Allen Park — The Detroit Lions are buying into Jalen Hurts hype — because, well, they have no choice.
Many around the league are expecting big things for the third-year Eagles quarterback. It remains to be seen whether he’s the guy to take Philadelphia to the next step, but the Lions don’t have the luxury of waiting to find out.
Besides, the Lions already found out what Hurts and the Eagles’ offense is capable of in last year’s 44-6 loss at Ford Field. With wide receiver A.J. Brown joining the Eagles this past offseason, Hurts’ opportunity to create within the offense has only grown since Week 8 of last season.
“A mobile quarterback in the NFL, it adds an extra gap in the run game and it makes you have to be on your P’s and Q’s in the pass game, so it’s very dangerous,” linebacker Alex Anzalone said Thursday. “… You have to be on top of the run game because they ran for all those yards on us last year, but at the same time, we gotta be ready to defend the pass.”
Hurts was taken by the Eagles 53rd overall in the 2020 NFL Draft. He didn’t play much his rookie year, but led Philadelphia to an 8-7 record a season ago in 15 starts. He completed 61.3% of his passes, threw 16 touchdowns to nine interceptions, threw for 3,144 yards and averaged 52.3 rushing yards per game.
When Lions safeties coach Brian Duker was asked this week about whether it’s good to see a mobile quarterback early, he joked that he’d “love to not see” a mobile quarterback all year. But it’s clear that the Lions’ coaching staff finds shutting down Hurts to be a very serious issue.
“This guy’s a really good player,” Lions defensive coordinator Aaron Glenn said of Hurts. “I think he had the most rushing yards — I could be mistaken — out of any quarterback (last year). I know he had probably the most rushing touchdowns, so that’s something that we have to account for. And we have things in our system to be able to account for that. At some point, there’s going to be a one-on-one play, and our guys have to get him down.”
There are always plenty of variables heading into Week 1, but with Brown now in the mix after a trade this past offseason, the Eagles’ offense is especially unpredictable this time around.
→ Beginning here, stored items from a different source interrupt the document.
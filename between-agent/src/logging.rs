use crate::AgentError;
use serde::{Deserialize, Serialize};
use tracing_subscriber::{fmt, layer::SubscriberExt, util::SubscriberInitExt, EnvFilter};

/// Logging configuration for the agent
#[derive(Debug, Clone, PartialEq, Serialize, Deserialize)]
pub struct LoggingConfig {
    /// Log level (trace, debug, info, warn, error)
    pub level: String,

    /// Whether to enable JSON formatted logs
    pub json_format: bool,

    /// Module-specific log levels
    pub module_levels: Vec<(String, String)>,
}

impl Default for LoggingConfig {
    fn default() -> Self {
        Self {
            level: "info".to_string(),
            json_format: false,
            module_levels: vec![
                ("hyper".to_string(), "warn".to_string()),
                ("hyper_util".to_string(), "warn".to_string()),
                ("rustls".to_string(), "warn".to_string()),
            ],
        }
    }
}

/// Build the filter: `RUST_LOG` when set, otherwise the configured levels.
pub fn build_filter(config: &LoggingConfig) -> Result<EnvFilter, AgentError> {
    if let Ok(filter) = EnvFilter::try_from_default_env() {
        return Ok(filter);
    }

    if !levels::is_valid_level(&config.level) {
        return Err(AgentError::Logging(format!(
            "Invalid log level: {}",
            config.level
        )));
    }
    let mut filter = EnvFilter::new(&config.level);
    for (module, level) in &config.module_levels {
        let directive = format!("{}={}", module, level);
        filter = filter.add_directive(
            directive
                .parse()
                .map_err(|e| {
                    AgentError::Logging(format!("Invalid log directive {}: {}", directive, e))
                })?,
        );
    }
    Ok(filter)
}

/// Initialize logging based on the provided configuration
pub fn init_logging(config: &LoggingConfig) -> Result<(), AgentError> {
    let filter = build_filter(config)?;

    let json = config.json_format.then(|| fmt::layer().json().with_target(true));
    let text = (!config.json_format).then(|| fmt::layer().with_target(true));

    // Try to initialize logging, ignore if already initialized
    let result = tracing_subscriber::registry()
        .with(filter)
        .with(json)
        .with(text)
        .try_init();

    match result {
        Ok(_) => tracing::debug!("Logging initialized with config level: {}", config.level),
        Err(_) => tracing::debug!("Logging already initialized, skipping"),
    }

    Ok(())
}

pub mod levels {
    /// Check if a log level string is valid
    pub fn is_valid_level(level: &str) -> bool {
        matches!(
            level.to_lowercase().as_str(),
            "trace" | "debug" | "info" | "warn" | "error" | "off"
        )
    }
}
“A little bit we’re kind of guessing at this point, to be honest with you, because they only really had one series with him in the preseason, right?” Duker said. “We don’t have a good example of what they’re gonna look like with him in there, so that’s kind of one of the things, going into Week 1, that’s still a question mark out there.”
Glenn echoed that sentiment, calling Brown “another good player that’s got to be accounted for.” But simply talking about the addition of Brown, who’s averaged 69.7 yards per game through his first three NFL seasons, is seemingly burying the lede on all of the other weapons that Hurts has at his disposal.
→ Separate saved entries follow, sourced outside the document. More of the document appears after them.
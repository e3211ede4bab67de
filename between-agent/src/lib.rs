//! Between Agent
//!
//! Runs the intercepting proxy on a host: installs the packet-filter
//! redirect, serves both listeners, and restores connectivity on shutdown.

use between_core::admin::start_admin_server;
use between_core::{
    FirewallController, FirewallError, FirewallState, HyperTransport, InterceptHooks,
    InterceptingProxy, ProxyError, RedirectGuard, Transport,
};
use clap::Parser;
use std::future::Future;
use std::net::{IpAddr, SocketAddr};
use std::path::PathBuf;
use std::sync::Arc;
use thiserror::Error;
use tokio::signal::unix::{signal, Signal, SignalKind};
use tokio::sync::watch;
use tracing::{error, info, warn};

pub mod config;
pub mod hooks;
pub mod logging;

pub use config::{load_agent_config, AgentConfig, ConfigError};
pub use hooks::{CaptureHooks, IdentityEncodingHooks};

/// Startup failed.
pub const EXIT_FAILURE: u8 = 1;
/// Interrupted by a signal; the redirect has been released.
pub const EXIT_INTERRUPTED: u8 = 3;

#[derive(Parser, Debug, Clone, Default)]
#[command(name = "between", author, version, about, long_about = None)]
pub struct Args {
    /// Interface whose outbound HTTP/HTTPS traffic is intercepted [default: tap0]
    #[arg(long)]
    pub interface: Option<String>,

    /// Port of the plaintext listener [default: 8000]
    #[arg(long)]
    pub http_port: Option<u16>,

    /// Port of the TLS listener [default: 8001]
    #[arg(long)]
    pub https_port: Option<u16>,

    /// Address the listeners bind to and traffic is redirected to [default: 127.0.0.1]
    #[arg(long)]
    pub proxy_address: Option<IpAddr>,

    /// Owner of the proxy process, exempt from redirection [default: root]
    #[arg(long)]
    pub proxy_user: Option<String>,

    /// Certificate presented by the TLS listener (PEM) [default: ./sslKeys/server.crt]
    #[arg(long)]
    pub cert_file: Option<PathBuf>,

    /// Private key for the certificate (PEM) [default: ./sslKeys/server.key]
    #[arg(long)]
    pub key_file: Option<PathBuf>,

    /// Port to expose the Admin API (health/metrics)
    #[arg(long)]
    pub admin_port: Option<u16>,

    /// Deadline for each exchange, in seconds
    #[arg(long)]
    pub exchange_timeout_secs: Option<u64>,

    /// Save image responses to this directory
    #[arg(long)]
    pub capture_dir: Option<PathBuf>,

    /// TOML configuration file
    #[arg(long)]
    pub config: Option<PathBuf>,

    /// Log level (trace, debug, info, warn, error)
    #[arg(long)]
    pub log_level: Option<String>,

    /// Emit logs as JSON
    #[arg(long)]
    pub log_json: bool,

    /// Serve without installing the packet-filter redirect
    #[arg(long)]
    pub no_redirect: bool,

    /// Print the redirect ruleset and exit
    #[arg(long)]
    pub print_rules: bool,
}

#[derive(Debug, Error)]
pub enum AgentError {
    #[error(transparent)]
    Config(#[from] ConfigError),

    #[error(transparent)]
    Firewall(#[from] FirewallError),

    #[error(transparent)]
    Proxy(#[from] ProxyError),

    #[error("Logging error: {0}")]
    Logging(String),

    #[error("Proxy task failed: {0}")]
    Task(String),
}

/// A configured agent that has not touched the host yet.
pub struct Agent {
    config: AgentConfig,
    firewall: Arc<FirewallController>,
    transport: Option<Arc<dyn Transport>>,
}

impl Agent {
    pub fn new(config: AgentConfig) -> Self {
        Self {
            config,
            firewall: Arc::new(FirewallController::new()),
            transport: None,
        }
    }

    pub fn with_firewall(mut self, firewall: Arc<FirewallController>) -> Self {
        self.firewall = firewall;
        self
    }

    pub fn with_transport(mut self, transport: Arc<dyn Transport>) -> Self {
        self.transport = Some(transport);
        self
    }

    fn hooks(&self) -> Arc<dyn InterceptHooks> {
        match &self.config.capture_dir {
            Some(dir) => Arc::new(CaptureHooks::new(dir)),
            None => Arc::new(IdentityEncodingHooks),
        }
    }

    /// Verify the host, install and enable the redirect, then bind the
    /// listeners. Any failure after the redirect is enabled releases it.
    pub async fn start(self) -> Result<RunningAgent, AgentError> {
        info!("Starting between...");
        info!(
            "  Listen: {} (http {}, https {})",
            self.config.proxy.listen_address,
            self.config.proxy.http_port,
            self.config.proxy.https_port
        );

        let guard = if self.config.redirect_enabled {
            self.firewall.check_compatibility()?;
            self.firewall.configure(&self.config.redirect)?;
            Some(self.firewall.activate()?)
        } else {
            warn!("Packet-filter redirect disabled; only traffic sent to the listeners is intercepted");
            None
        };

        let hooks = self.hooks();
        let transport = match self.transport {
            Some(transport) => transport,
            None => Arc::new(HyperTransport::new()?),
        };
        let proxy = InterceptingProxy::bind(&self.config.proxy, transport)
            .await?
            .with_hooks(hooks);

        Ok(RunningAgent {
            proxy,
            guard,
            admin_addr: self
                .config
                .proxy
                .admin_port
                .map(|port| SocketAddr::new(self.config.proxy.listen_address, port)),
        })
    }
}

/// An agent with the redirect active and its listeners bound.
pub struct RunningAgent {
    proxy: InterceptingProxy,
    guard: Option<RedirectGuard>,
    admin_addr: Option<SocketAddr>,
}

impl RunningAgent {
    pub fn http_addr(&self) -> Result<SocketAddr, AgentError> {
        Ok(self.proxy.http_addr()?)
    }

    pub fn https_addr(&self) -> Result<SocketAddr, AgentError> {
        Ok(self.proxy.https_addr()?)
    }

    pub fn firewall_state(&self) -> Option<FirewallState> {
        self.guard.as_ref().map(|g| g.controller().state())
    }

    /// Serve until `shutdown` resolves, then release the redirect.
    ///
    /// Returns `Ok` only for a requested shutdown. A failed release is
    /// logged and does not turn the shutdown into an error.
    pub async fn serve<F>(self, shutdown: F) -> Result<(), AgentError>
    where
        F: Future<Output = ()>,
    {
        let RunningAgent {
            proxy,
            guard,
            admin_addr,
        } = self;

        if let Some(addr) = admin_addr {
            let metrics = proxy.metrics();
            tokio::spawn(async move {
                if let Err(e) = start_admin_server(addr, metrics).await {
                    error!("Admin server failed: {}", e);
                }
            });
        }

        let (shutdown_tx, shutdown_rx) = watch::channel(false);
        let mut server = tokio::spawn(proxy.run(shutdown_rx));

        let outcome = tokio::select! {
            _ = shutdown => Ok(()),
            joined = &mut server => match joined {
                Ok(Ok(())) => Err(AgentError::Task("proxy stopped unexpectedly".into())),
                Ok(Err(e)) => Err(e.into()),
                Err(e) => Err(AgentError::Task(e.to_string())),
            },
        };

        let _ = shutdown_tx.send(true);

        if let Some(guard) = guard {
            match guard.release() {
                Ok(()) => info!("Deactivating proxy. Network connectivity should be restored."),
                Err(e) => error!("Failed to disable packet filter: {}", e),
            }
        }

        outcome
    }
}

/// Termination signals that end a run.
pub struct ShutdownSignals {
    interrupt: Signal,
    terminate: Signal,
    hangup: Signal,
    quit: Signal,
}

impl ShutdownSignals {
    pub fn register() -> std::io::Result<Self> {
        Ok(Self {
            interrupt: signal(SignalKind::interrupt())?,
            terminate: signal(SignalKind::terminate())?,
            hangup: signal(SignalKind::hangup())?,
            quit: signal(SignalKind::quit())?,
        })
    }

    pub async fn recv(mut self) {
        let name = tokio::select! {
            _ = self.interrupt.recv() => "SIGINT",
            _ = self.terminate.recv() => "SIGTERM",
            _ = self.hangup.recv() => "SIGHUP",
            _ = self.quit.recv() => "SIGQUIT",
        };
        info!("Received {}, shutting down", name);
    }
}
Don’t forget about Devonta Smith, the former Heisman Trophy winner who was taken 10th overall in the 2021 draft, or fourth-year running back Miles Sanders, who averaged 5.5 yards per carry over 12 games a season ago, or Dallas Goedert, whose 14.8 yards per reception last season ranked second amongst NFL tight ends.
“This quarterback certainly is a threat and if you allow him to get comfortable into what they do offensively, then it’s an issue,” Lions head coach Dan Campbell said. “And then you add on top of that the perimeter with these two receivers, I mean it’s — and Goedert in the middle. I mean, they pose a threat. I mean, they do. They’ve got plenty of weapons. They’ve got plenty of talent.
“So we’ve got to be on it, man. We’ve got to be on all the little details as it pertains to this gameplan to beat this team.”